_RECORDS SUPPLIED_:

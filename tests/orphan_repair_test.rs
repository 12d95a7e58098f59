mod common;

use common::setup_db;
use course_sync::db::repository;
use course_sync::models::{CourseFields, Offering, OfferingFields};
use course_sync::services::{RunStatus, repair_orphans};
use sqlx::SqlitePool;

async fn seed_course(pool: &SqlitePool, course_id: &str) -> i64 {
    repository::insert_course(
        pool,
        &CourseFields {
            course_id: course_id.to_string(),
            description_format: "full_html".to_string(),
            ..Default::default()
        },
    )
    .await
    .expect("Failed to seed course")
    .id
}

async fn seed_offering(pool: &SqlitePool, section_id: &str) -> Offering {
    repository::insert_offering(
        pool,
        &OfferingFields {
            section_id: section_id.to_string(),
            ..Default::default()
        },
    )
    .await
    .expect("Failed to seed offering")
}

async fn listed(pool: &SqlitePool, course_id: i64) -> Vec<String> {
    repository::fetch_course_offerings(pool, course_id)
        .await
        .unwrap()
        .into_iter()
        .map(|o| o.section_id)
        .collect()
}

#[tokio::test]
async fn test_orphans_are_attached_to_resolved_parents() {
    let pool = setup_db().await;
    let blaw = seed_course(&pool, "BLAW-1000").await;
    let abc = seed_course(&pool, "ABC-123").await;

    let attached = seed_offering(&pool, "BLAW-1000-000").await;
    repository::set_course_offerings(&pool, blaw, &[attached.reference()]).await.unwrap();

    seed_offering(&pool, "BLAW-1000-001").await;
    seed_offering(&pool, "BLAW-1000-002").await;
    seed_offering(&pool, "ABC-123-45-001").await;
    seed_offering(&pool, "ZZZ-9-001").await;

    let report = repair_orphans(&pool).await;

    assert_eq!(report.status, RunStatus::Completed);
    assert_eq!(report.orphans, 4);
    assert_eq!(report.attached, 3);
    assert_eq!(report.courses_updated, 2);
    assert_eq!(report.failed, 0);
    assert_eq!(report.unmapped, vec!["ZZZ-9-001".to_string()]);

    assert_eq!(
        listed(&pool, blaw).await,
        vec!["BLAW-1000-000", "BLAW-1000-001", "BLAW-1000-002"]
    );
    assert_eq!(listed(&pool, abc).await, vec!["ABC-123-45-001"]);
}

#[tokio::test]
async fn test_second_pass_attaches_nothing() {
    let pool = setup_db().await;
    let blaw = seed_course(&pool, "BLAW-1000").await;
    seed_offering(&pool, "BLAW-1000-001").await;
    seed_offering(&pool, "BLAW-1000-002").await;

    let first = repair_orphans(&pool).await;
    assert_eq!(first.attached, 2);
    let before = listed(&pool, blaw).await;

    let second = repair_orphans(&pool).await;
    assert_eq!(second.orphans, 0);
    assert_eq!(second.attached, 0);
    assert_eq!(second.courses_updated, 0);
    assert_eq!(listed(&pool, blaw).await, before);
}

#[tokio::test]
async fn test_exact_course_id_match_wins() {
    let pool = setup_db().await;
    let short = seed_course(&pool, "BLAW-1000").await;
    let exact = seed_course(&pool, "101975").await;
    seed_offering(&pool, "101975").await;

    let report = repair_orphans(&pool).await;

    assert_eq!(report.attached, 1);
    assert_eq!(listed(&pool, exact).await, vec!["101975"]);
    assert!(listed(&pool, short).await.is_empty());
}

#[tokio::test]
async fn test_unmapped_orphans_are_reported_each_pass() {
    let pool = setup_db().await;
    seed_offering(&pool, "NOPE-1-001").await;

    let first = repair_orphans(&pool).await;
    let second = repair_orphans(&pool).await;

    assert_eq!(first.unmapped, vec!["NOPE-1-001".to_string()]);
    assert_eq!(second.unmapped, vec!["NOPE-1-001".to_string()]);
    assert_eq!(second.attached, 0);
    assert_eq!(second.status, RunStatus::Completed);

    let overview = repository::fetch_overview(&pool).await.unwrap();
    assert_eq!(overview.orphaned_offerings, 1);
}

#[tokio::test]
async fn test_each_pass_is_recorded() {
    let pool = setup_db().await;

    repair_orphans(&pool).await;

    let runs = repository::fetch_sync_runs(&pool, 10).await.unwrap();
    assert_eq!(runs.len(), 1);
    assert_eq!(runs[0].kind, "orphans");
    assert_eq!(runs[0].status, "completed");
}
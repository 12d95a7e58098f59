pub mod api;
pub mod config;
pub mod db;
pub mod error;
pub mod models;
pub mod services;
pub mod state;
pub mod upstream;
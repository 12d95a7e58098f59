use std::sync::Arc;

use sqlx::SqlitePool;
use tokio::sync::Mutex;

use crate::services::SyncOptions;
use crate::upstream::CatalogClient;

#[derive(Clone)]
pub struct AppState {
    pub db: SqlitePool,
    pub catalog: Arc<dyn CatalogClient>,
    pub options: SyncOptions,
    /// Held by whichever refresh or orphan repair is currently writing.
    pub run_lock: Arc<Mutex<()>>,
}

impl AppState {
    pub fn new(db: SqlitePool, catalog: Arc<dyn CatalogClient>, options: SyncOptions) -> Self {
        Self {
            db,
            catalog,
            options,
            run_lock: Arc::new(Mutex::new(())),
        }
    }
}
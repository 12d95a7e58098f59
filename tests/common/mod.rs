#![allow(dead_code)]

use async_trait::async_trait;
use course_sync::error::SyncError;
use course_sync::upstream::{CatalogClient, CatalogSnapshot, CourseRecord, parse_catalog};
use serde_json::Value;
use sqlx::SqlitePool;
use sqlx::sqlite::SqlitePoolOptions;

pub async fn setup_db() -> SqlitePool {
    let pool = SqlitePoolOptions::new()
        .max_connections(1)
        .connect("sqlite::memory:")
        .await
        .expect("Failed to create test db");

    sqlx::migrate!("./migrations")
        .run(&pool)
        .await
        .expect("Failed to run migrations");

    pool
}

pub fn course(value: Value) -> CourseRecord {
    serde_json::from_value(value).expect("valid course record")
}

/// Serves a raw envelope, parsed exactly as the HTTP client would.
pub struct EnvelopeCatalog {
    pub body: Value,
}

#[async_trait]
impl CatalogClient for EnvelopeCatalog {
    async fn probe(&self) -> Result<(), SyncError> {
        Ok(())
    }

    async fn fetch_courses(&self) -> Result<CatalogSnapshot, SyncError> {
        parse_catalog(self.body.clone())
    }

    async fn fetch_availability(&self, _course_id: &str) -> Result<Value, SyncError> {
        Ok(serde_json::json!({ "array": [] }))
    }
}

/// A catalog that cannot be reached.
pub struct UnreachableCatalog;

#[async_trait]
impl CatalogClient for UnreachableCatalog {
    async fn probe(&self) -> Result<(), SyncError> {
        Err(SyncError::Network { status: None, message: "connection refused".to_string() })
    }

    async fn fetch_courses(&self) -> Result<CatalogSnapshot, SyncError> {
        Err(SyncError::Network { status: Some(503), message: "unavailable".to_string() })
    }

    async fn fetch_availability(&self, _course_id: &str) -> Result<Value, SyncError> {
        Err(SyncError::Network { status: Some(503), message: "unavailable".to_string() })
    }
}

==

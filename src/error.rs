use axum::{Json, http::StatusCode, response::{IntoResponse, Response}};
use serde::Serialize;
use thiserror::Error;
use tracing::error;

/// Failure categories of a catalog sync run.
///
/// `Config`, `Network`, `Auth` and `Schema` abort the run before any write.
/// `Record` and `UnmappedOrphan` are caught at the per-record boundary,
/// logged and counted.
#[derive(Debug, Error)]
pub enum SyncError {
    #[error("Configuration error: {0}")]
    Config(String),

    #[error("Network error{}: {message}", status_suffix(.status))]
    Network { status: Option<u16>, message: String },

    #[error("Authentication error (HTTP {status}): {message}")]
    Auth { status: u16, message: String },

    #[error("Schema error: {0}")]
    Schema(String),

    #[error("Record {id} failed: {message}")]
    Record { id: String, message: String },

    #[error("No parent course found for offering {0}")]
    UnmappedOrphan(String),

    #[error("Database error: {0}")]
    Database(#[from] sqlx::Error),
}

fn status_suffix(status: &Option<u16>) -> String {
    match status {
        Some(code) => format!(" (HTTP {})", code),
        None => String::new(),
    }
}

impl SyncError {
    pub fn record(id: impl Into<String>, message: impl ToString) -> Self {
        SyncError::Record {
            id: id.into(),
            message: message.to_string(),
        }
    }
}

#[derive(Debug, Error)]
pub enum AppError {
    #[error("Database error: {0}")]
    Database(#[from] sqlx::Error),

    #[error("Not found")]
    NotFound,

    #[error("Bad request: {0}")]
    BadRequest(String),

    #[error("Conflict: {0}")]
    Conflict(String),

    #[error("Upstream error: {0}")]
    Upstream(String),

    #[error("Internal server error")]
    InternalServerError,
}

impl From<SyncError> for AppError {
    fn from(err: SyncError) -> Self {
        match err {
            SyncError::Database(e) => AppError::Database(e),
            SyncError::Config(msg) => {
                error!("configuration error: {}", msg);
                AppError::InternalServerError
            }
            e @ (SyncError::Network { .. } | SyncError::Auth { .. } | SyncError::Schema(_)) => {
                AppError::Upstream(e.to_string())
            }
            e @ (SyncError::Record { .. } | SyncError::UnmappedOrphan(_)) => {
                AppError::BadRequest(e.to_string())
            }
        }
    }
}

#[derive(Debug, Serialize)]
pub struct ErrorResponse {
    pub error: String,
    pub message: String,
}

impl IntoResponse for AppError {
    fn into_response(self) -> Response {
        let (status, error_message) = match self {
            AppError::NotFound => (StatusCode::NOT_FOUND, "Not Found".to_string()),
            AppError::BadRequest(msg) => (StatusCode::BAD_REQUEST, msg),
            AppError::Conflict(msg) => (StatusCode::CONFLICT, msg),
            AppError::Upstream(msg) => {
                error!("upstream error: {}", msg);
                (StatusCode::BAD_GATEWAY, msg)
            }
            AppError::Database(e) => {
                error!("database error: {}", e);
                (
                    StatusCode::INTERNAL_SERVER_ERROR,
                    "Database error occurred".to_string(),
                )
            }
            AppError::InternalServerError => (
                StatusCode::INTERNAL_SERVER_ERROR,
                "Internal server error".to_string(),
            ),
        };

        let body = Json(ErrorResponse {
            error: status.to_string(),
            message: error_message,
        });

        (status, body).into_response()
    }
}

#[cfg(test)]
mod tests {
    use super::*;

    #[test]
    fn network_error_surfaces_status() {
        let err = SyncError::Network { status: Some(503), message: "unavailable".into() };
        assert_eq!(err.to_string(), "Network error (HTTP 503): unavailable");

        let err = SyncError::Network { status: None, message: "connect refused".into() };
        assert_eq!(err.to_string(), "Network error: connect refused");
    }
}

---

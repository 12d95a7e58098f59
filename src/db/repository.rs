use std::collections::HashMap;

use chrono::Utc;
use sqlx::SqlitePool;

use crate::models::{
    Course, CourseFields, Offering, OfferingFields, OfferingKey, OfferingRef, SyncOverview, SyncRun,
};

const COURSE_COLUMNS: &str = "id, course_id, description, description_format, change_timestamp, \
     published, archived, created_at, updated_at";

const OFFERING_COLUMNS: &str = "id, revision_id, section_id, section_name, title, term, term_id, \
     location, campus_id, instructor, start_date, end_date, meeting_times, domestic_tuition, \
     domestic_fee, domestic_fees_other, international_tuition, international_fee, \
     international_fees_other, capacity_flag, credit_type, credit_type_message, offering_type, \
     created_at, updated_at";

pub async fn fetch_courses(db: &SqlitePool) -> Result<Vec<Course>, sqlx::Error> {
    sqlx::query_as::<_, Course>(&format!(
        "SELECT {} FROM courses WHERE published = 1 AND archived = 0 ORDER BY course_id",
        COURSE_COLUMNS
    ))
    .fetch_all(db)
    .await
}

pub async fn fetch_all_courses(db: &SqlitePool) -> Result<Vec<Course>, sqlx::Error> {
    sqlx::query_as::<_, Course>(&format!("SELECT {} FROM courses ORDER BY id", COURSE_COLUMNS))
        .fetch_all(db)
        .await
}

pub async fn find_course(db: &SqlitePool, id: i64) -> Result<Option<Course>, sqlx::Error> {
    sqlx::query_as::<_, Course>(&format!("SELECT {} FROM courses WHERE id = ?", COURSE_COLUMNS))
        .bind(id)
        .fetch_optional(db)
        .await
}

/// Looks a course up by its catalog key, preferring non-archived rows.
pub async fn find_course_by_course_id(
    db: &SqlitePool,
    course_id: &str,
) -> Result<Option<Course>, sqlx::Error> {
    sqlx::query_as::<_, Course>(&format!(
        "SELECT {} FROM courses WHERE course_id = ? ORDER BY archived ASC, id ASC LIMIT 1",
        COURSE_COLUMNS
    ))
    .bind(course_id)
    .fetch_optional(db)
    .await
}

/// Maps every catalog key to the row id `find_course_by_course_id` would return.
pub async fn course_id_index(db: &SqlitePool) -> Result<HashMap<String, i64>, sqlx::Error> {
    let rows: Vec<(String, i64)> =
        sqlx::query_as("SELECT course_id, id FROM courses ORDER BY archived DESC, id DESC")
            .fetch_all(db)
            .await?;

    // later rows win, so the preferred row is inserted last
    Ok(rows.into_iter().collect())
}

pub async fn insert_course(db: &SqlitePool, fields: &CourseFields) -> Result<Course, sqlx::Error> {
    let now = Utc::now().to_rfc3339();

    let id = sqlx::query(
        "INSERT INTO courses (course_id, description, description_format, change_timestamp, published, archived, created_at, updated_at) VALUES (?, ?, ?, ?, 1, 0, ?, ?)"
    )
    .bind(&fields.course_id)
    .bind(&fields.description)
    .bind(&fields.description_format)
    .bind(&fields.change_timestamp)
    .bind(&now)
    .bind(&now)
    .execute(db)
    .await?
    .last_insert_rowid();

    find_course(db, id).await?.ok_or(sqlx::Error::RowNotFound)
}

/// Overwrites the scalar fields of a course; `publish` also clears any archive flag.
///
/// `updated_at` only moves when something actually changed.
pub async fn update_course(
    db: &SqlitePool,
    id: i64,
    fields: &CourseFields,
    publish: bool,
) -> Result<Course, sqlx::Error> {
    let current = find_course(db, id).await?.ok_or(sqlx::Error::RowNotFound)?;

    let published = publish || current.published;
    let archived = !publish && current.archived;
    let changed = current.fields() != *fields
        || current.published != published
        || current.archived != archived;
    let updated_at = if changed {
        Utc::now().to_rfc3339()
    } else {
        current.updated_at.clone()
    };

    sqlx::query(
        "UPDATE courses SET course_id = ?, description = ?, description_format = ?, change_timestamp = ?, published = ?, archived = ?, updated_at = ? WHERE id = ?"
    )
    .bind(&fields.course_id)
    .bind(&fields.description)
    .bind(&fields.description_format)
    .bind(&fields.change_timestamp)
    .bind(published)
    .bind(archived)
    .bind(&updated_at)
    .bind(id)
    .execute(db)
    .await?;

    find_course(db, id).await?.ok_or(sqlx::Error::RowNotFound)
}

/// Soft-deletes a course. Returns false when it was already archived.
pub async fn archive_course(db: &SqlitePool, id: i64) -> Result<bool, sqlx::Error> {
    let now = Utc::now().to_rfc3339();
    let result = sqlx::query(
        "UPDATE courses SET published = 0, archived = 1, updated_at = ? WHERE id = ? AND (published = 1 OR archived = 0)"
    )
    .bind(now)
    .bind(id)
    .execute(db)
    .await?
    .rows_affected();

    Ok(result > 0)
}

_WORK ORDER_:
Copy down every line of the material above that includes the string "CourseFields".

_RESULT OF THE EXERCISE_:
use course_sync::models::{CourseFields, Offering, OfferingFields};
        &CourseFields {
    Course, CourseFields, Offering, OfferingFields, OfferingKey, OfferingRef, SyncOverview, SyncRun,
pub async fn insert_course(db: &SqlitePool, fields: &CourseFields) -> Result<Course, sqlx::Error> {
    fields: &CourseFields,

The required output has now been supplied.